> **Requirement**
Reply only with how many lines in these entries hold the string "stdin".

> **Information supplied**

※ ※ ※

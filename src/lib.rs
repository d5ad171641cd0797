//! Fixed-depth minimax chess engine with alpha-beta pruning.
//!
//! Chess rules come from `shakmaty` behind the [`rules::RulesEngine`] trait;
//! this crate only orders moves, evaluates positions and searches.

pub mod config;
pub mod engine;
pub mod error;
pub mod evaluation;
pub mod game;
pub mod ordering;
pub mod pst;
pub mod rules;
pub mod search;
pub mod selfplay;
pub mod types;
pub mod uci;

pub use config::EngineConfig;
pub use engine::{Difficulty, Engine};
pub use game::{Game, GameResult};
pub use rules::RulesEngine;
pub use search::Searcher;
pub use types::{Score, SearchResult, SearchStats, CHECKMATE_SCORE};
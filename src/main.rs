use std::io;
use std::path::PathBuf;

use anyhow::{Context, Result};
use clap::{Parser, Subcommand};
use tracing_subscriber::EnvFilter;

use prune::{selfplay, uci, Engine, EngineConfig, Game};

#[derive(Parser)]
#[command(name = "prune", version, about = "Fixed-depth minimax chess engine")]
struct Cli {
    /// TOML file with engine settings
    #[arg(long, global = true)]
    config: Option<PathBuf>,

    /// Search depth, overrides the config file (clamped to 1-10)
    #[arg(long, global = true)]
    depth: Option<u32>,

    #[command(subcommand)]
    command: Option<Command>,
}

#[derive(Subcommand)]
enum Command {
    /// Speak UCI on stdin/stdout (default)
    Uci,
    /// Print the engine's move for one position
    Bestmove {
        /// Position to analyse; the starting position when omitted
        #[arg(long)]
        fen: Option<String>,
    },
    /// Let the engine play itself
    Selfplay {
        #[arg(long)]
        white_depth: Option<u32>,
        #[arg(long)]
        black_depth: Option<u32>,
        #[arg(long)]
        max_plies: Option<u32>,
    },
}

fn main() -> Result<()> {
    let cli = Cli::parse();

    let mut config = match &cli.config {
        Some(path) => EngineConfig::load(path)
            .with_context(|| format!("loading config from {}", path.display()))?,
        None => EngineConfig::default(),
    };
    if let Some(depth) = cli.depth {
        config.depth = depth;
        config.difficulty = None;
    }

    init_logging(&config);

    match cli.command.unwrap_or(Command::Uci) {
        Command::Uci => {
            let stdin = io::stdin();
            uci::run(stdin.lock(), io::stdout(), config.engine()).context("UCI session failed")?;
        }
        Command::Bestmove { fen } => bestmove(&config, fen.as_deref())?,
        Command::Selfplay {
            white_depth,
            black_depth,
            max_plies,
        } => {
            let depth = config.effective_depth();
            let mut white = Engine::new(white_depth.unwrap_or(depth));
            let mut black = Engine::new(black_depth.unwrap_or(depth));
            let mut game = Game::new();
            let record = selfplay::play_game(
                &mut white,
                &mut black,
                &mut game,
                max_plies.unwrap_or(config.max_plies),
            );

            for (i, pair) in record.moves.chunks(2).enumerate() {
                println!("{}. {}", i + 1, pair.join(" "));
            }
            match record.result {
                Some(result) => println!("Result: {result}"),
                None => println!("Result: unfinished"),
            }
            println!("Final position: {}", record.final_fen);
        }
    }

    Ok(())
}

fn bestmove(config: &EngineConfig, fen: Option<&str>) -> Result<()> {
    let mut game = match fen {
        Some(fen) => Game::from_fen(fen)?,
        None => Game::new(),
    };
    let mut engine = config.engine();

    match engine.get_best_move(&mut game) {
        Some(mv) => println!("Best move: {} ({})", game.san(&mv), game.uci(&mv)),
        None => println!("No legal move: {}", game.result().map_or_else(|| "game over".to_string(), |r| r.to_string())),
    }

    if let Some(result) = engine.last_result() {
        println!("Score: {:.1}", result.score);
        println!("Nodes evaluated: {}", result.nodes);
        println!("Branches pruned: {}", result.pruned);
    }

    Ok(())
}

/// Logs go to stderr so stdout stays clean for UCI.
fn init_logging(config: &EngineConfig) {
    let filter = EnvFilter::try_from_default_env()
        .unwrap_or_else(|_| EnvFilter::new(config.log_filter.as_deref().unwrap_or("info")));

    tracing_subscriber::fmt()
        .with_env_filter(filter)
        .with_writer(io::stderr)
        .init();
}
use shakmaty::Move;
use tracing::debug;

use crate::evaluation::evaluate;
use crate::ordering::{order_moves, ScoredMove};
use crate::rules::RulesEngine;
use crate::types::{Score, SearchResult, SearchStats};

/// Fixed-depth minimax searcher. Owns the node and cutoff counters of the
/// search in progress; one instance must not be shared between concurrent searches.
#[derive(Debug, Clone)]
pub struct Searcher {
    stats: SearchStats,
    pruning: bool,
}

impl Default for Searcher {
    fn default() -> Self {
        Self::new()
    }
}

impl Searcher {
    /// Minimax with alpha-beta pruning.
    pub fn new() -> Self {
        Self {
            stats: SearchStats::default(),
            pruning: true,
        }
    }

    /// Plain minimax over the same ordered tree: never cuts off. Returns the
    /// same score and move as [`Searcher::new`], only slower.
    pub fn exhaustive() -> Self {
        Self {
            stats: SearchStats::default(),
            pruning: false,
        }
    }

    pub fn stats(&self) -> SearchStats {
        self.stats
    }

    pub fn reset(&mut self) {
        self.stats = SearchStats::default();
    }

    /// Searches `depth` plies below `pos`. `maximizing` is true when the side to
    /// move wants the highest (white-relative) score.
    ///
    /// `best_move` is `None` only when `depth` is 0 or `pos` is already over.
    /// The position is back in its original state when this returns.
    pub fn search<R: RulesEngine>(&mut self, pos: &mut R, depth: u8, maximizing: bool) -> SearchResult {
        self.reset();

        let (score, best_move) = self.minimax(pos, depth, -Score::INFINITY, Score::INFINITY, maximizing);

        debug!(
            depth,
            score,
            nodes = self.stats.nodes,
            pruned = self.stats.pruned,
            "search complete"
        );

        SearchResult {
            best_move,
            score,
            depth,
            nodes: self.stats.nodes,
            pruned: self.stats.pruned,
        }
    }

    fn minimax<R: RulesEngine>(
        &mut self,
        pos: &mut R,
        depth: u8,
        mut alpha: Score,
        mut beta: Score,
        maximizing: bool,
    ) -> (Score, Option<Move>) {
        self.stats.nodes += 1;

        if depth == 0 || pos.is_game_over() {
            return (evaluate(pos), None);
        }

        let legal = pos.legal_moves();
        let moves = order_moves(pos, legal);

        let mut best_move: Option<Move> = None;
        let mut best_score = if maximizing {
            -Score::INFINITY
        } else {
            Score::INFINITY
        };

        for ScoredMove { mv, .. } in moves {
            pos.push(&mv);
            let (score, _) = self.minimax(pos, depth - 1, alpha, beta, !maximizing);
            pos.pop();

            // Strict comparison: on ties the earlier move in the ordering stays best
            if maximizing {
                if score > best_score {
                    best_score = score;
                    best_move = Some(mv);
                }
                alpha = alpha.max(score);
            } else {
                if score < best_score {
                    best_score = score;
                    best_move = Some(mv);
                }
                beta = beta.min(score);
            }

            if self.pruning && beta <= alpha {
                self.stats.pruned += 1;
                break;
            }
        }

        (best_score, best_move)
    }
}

※ ※ ※

> **Written solution**
3